WHAT YOU SHOULD DO:
Count up the lines holding "every" in the material, then reply with only the number.

------------------------------------------------------------------------

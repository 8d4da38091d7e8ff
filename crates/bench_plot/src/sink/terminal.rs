//! Interactive terminal view using ratatui.

use super::FigureSink;
use crate::chart::{format_tick, ComposedChart};
use crate::error::PlotError;
use crate::series::{SeriesColor, StrokeStyle};
use crossterm::{
    event::{self, Event, KeyCode, KeyEventKind},
    execute,
    terminal::{disable_raw_mode, enable_raw_mode, EnterAlternateScreen, LeaveAlternateScreen},
};
use ratatui::{
    prelude::*,
    symbols,
    widgets::{Axis, Block, Borders, Chart, Dataset, GraphType, Paragraph},
};
use std::io::{self, IsTerminal, Stdout};
use std::path::PathBuf;
use tracing::{debug, warn};

/// Shows each chart full-screen and waits for `q`, `Esc` or `Enter`.
///
/// Skipped with a warning when stdout is not a terminal.
#[derive(Debug, Clone, Copy, Default)]
pub struct TerminalSink;

impl TerminalSink {
    pub fn new() -> Self {
        Self
    }
}

impl FigureSink for TerminalSink {
    fn name(&self) -> &'static str {
        "terminal"
    }

    fn emit(&self, chart: &ComposedChart, stem: &str) -> Result<Option<PathBuf>, PlotError> {
        if !io::stdout().is_terminal() {
            warn!(figure = stem, "stdout is not a terminal, skipping interactive view");
            return Ok(None);
        }

        let mut session = TerminalSession::open()?;
        session.show(chart)?;
        debug!(figure = stem, "Interactive view closed");
        Ok(None)
    }
}

/// Raw-mode alternate screen, restored on drop.
struct TerminalSession {
    terminal: Terminal<CrosstermBackend<Stdout>>,
}

impl TerminalSession {
    fn open() -> Result<Self, PlotError> {
        enable_raw_mode().map_err(terminal_error)?;
        let mut stdout = io::stdout();
        execute!(stdout, EnterAlternateScreen).map_err(terminal_error)?;
        let terminal = Terminal::new(CrosstermBackend::new(stdout)).map_err(terminal_error)?;
        Ok(Self { terminal })
    }

    fn show(&mut self, chart: &ComposedChart) -> Result<(), PlotError> {
        loop {
            self.terminal
                .draw(|frame| {
                    let area = frame.size();
                    draw_chart(frame, area, chart);
                })
                .map_err(terminal_error)?;

            if let Event::Key(key) = event::read().map_err(terminal_error)? {
                if key.kind == KeyEventKind::Press
                    && matches!(key.code, KeyCode::Char('q') | KeyCode::Esc | KeyCode::Enter)
                {
                    return Ok(());
                }
            }
        }
    }
}

impl Drop for TerminalSession {
    fn drop(&mut self) {
        let _ = disable_raw_mode();
        let _ = execute!(self.terminal.backend_mut(), LeaveAlternateScreen);
        let _ = self.terminal.show_cursor();
    }
}

fn terminal_error(err: io::Error) -> PlotError {
    PlotError::Terminal(err.to_string())
}

fn term_color(color: SeriesColor) -> Color {
    let (r, g, b) = color.rgb();
    Color::Rgb(r, g, b)
}

/// Axis labels at both ends and the middle, in data units
fn axis_labels<'a>(bounds: [f64; 2], to_data: impl Fn(f64) -> f64) -> Vec<Span<'a>> {
    let mid = (bounds[0] + bounds[1]) / 2.0;
    [bounds[0], mid, bounds[1]]
        .iter()
        .map(|v| Span::raw(format_tick(to_data(*v))))
        .collect()
}

/// Draw a composed chart: title rows, the plot, and a legend row when enabled.
pub fn draw_chart(frame: &mut Frame, area: Rect, chart: &ComposedChart) {
    let title_lines = chart.title_lines();
    let legend_height = if chart.has_legend() { 3 } else { 0 };
    let chunks = Layout::default()
        .direction(Direction::Vertical)
        .constraints([
            Constraint::Length(title_lines.len() as u16),
            Constraint::Min(0),
            Constraint::Length(legend_height),
        ])
        .split(area);

    let title_style = if chart.spec.style.title_bold {
        Style::default().add_modifier(Modifier::BOLD)
    } else {
        Style::default()
    };
    let title = Paragraph::new(
        title_lines
            .iter()
            .map(|l| Line::from(Span::styled(*l, title_style)))
            .collect::<Vec<_>>(),
    )
    .alignment(Alignment::Center);
    frame.render_widget(title, chunks[0]);

    let data: Vec<Vec<(f64, f64)>> = (0..chart.series.len())
        .map(|i| chart.axis_points(i))
        .collect();
    let datasets: Vec<Dataset> = chart
        .series
        .iter()
        .zip(&data)
        .enumerate()
        .map(|(i, (s, points))| {
            let marker = match s.stroke {
                StrokeStyle::Solid => symbols::Marker::Braille,
                StrokeStyle::Dashed => symbols::Marker::Dot,
            };
            Dataset::default()
                .marker(marker)
                .graph_type(GraphType::Line)
                .style(Style::default().fg(term_color(chart.color(i))))
                .data(points)
        })
        .collect();

    let (x_min, x_max) = chart.axis_x_limits();
    let x_bounds = [x_min, x_max];
    let y_bounds = [chart.y_limits.0, chart.y_limits.1];
    let x_scale = chart.spec.x_scale;

    let plot = Chart::new(datasets)
        .block(Block::default().borders(Borders::ALL))
        .x_axis(
            Axis::default()
                .title(chart.spec.x_label.as_str())
                .style(Style::default().fg(Color::Gray))
                .bounds(x_bounds)
                .labels(axis_labels(x_bounds, |v| x_scale.from_axis(v))),
        )
        .y_axis(
            Axis::default()
                .title(chart.spec.y_label.as_str())
                .style(Style::default().fg(Color::Gray))
                .bounds(y_bounds)
                .labels(axis_labels(y_bounds, |v| v)),
        );
    frame.render_widget(plot, chunks[1]);

    if chart.has_legend() {
        let mut spans: Vec<Span> = Vec::new();
        for (i, s) in chart.series.iter().enumerate() {
            let Some(label) = &s.label else { continue };
            if !spans.is_empty() {
                spans.push(Span::raw(" | "));
            }
            let sample = match s.stroke {
                StrokeStyle::Solid => "── ",
                StrokeStyle::Dashed => "╌╌ ",
            };
            spans.push(Span::styled(
                format!("{}{}", sample, label),
                Style::default().fg(term_color(chart.color(i))),
            ));
        }
        let legend = Paragraph::new(Line::from(spans))
            .alignment(Alignment::Center)
            .block(Block::default().borders(Borders::ALL));
        frame.render_widget(legend, chunks[2]);
    }
}
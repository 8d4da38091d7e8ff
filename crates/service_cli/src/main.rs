//! mcviz - Benchmark Reports and Charts for Monte Carlo Option Pricing
//!
//! Operational entry point for analysing the text output of the pricing
//! engine.
//!
//! # Commands
//!
//! - `mcviz complexity` - Fit `T(n) = a * n^h` per variant and print the report
//! - `mcviz benchmark` - Report plus time and error figures per direction
//! - `mcviz greek --kind <kind>` - Price or greek against the initial stock price
//! - `mcviz stddev` - Estimator standard deviation, with and without variance reduction
//! - `mcviz paths` - Simulated asset paths
//! - `mcviz check` - Which inputs are present

use anyhow::Result;
use clap::{Parser, Subcommand};
use infra_config::{build_config, CliArgs};
use service_cli::commands::{self, greek::GreekKind};
use service_cli::RunContext;
use std::path::PathBuf;
use tracing::{debug, info};
use tracing_subscriber::{fmt, prelude::*, EnvFilter};

/// Monte Carlo benchmark analysis and charting
#[derive(Parser)]
#[command(name = "mcviz")]
#[command(author, version, about, long_about = None)]
struct Cli {
    /// Enable debug logging
    #[arg(short, long, global = true)]
    verbose: bool,

    /// Configuration file path
    #[arg(short, long, global = true)]
    config: Option<PathBuf>,

    /// Directory holding the engine output
    #[arg(long, global = true)]
    data_dir: Option<PathBuf>,

    /// Directory figures are written to
    #[arg(long, global = true)]
    figures_dir: Option<PathBuf>,

    /// Raster resolution of PNG figures
    #[arg(long, global = true)]
    dpi: Option<u32>,

    /// Do not open the terminal viewer
    #[arg(long, global = true)]
    no_show: bool,

    /// Also export Chart.js JSON for every figure
    #[arg(long, global = true)]
    json: bool,

    #[command(subcommand)]
    command: Commands,
}

#[derive(Subcommand)]
enum Commands {
    /// Estimate the complexity of every benchmark variant
    Complexity,

    /// Complexity report plus time and error figures
    Benchmark,

    /// Plot an option price or greek
    Greek {
        /// Quantity to plot
        #[arg(short, long, value_enum, default_value = "price")]
        kind: GreekKind,
    },

    /// Plot the standard deviation of the Monte Carlo estimate
    Stddev,

    /// Plot simulated asset paths
    Paths,

    /// Check configuration and input files
    Check,
}

impl Cli {
    fn config_args(&self) -> CliArgs {
        CliArgs {
            config_file: self.config.clone(),
            data_dir: self.data_dir.clone(),
            figures_dir: self.figures_dir.clone(),
            dpi: self.dpi,
            no_show: self.no_show,
            json: self.json,
            log_level: self.verbose.then(|| "debug".to_string()),
        }
    }
}

fn main() -> Result<()> {
    let cli = Cli::parse();
    let config = build_config(&cli.config_args())?;

    // RUST_LOG wins over the configured level
    let filter = EnvFilter::try_from_default_env()
        .unwrap_or_else(|_| EnvFilter::new(config.log_level.as_filter_str()));
    tracing_subscriber::registry()
        .with(fmt::layer().with_writer(std::io::stderr))
        .with(filter)
        .init();

    debug!(?config, "Configuration resolved");
    let ctx = RunContext::new(config);
    info!(sinks = ?ctx.output.sink_names(), "mcviz starting");

    match cli.command {
        Commands::Complexity => commands::complexity::run(&ctx)?,
        Commands::Benchmark => commands::benchmark::run(&ctx)?,
        Commands::Greek { kind } => commands::greek::run(&ctx, kind)?,
        Commands::Stddev => commands::stddev::run(&ctx)?,
        Commands::Paths => commands::paths::run(&ctx)?,
        Commands::Check => commands::check::run(&ctx)?,
    }
    Ok(())
}
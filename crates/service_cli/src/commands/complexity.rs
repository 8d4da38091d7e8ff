//! Complexity command implementation
//!
//! Fits `T(n) = a * n^h` to every configured benchmark variant and prints
//! the report grouped by contract direction.

use bench_analysis::{render_report, BenchmarkComparator, MeasurementLayout, VariantCatalog, VariantReport};
use bench_core::types::SimulationMethod;
use bench_core::ComplexityEstimator;
use infra_config::AnalysisConfig;
use tracing::info;

use super::RunContext;
use crate::{CliError, Result};

/// Catalog from the `[benchmark]` dimensions; both simulation methods always
pub fn catalog(config: &AnalysisConfig) -> VariantCatalog {
    let bench = &config.benchmark;
    VariantCatalog::from_dimensions(
        &bench.directions,
        &bench.styles,
        &SimulationMethod::ALL,
        &bench.statistics,
    )
}

pub fn layout(config: &AnalysisConfig) -> MeasurementLayout {
    MeasurementLayout::new(&config.data_dir, &config.benchmark.file_template)
}

pub fn comparator(config: &AnalysisConfig) -> BenchmarkComparator {
    BenchmarkComparator::new(
        catalog(config),
        ComplexityEstimator::new(config.benchmark.degenerate_epsilon),
    )
}

/// Fail when no variant could be fitted at all.
pub fn ensure_any_fit(reports: &[VariantReport]) -> Result<()> {
    if reports.iter().any(VariantReport::is_ok) {
        return Ok(());
    }
    match reports.iter().find_map(|r| r.outcome.as_ref().err()) {
        Some(err) => Err(CliError::Analysis(err.clone())),
        None => Err(CliError::InvalidArgument(
            "benchmark catalog is empty".to_string(),
        )),
    }
}

/// Run the complexity command
pub fn run(ctx: &RunContext) -> Result<()> {
    let comparator = comparator(&ctx.config);
    info!(
        variants = comparator.catalog().len(),
        data_dir = %ctx.config.data_dir.display(),
        "Estimating complexity"
    );

    let reports = comparator.run(&layout(&ctx.config));
    print!("{}", render_report(&reports));
    ensure_any_fit(&reports)
}

#[cfg(test)]
mod tests {
    use super::*;
    use bench_core::types::{ContractDirection, OptionStyle, Statistic};

    #[test]
    fn test_catalog_follows_config() {
        let mut config = AnalysisConfig::default();
        config.benchmark.directions = vec![ContractDirection::Put];
        config.benchmark.styles = vec![OptionStyle::European];
        config.benchmark.statistics = vec![Statistic::Time, Statistic::Error];

        let catalog = catalog(&config);
        assert_eq!(catalog.len(), 4);
        assert!(catalog.iter().all(|v| v.direction == ContractDirection::Put));
    }

    #[test]
    fn test_ensure_any_fit_rejects_all_failures() {
        let mut config = AnalysisConfig::default();
        config.data_dir = "does/not/exist".into();
        let reports = comparator(&config).run(&layout(&config));

        assert_eq!(reports.len(), 12);
        let err = ensure_any_fit(&reports).unwrap_err();
        assert!(matches!(err, CliError::Analysis(_)));
    }
}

------------------------------------------------------------------------

THE COMPLETED TASK:
3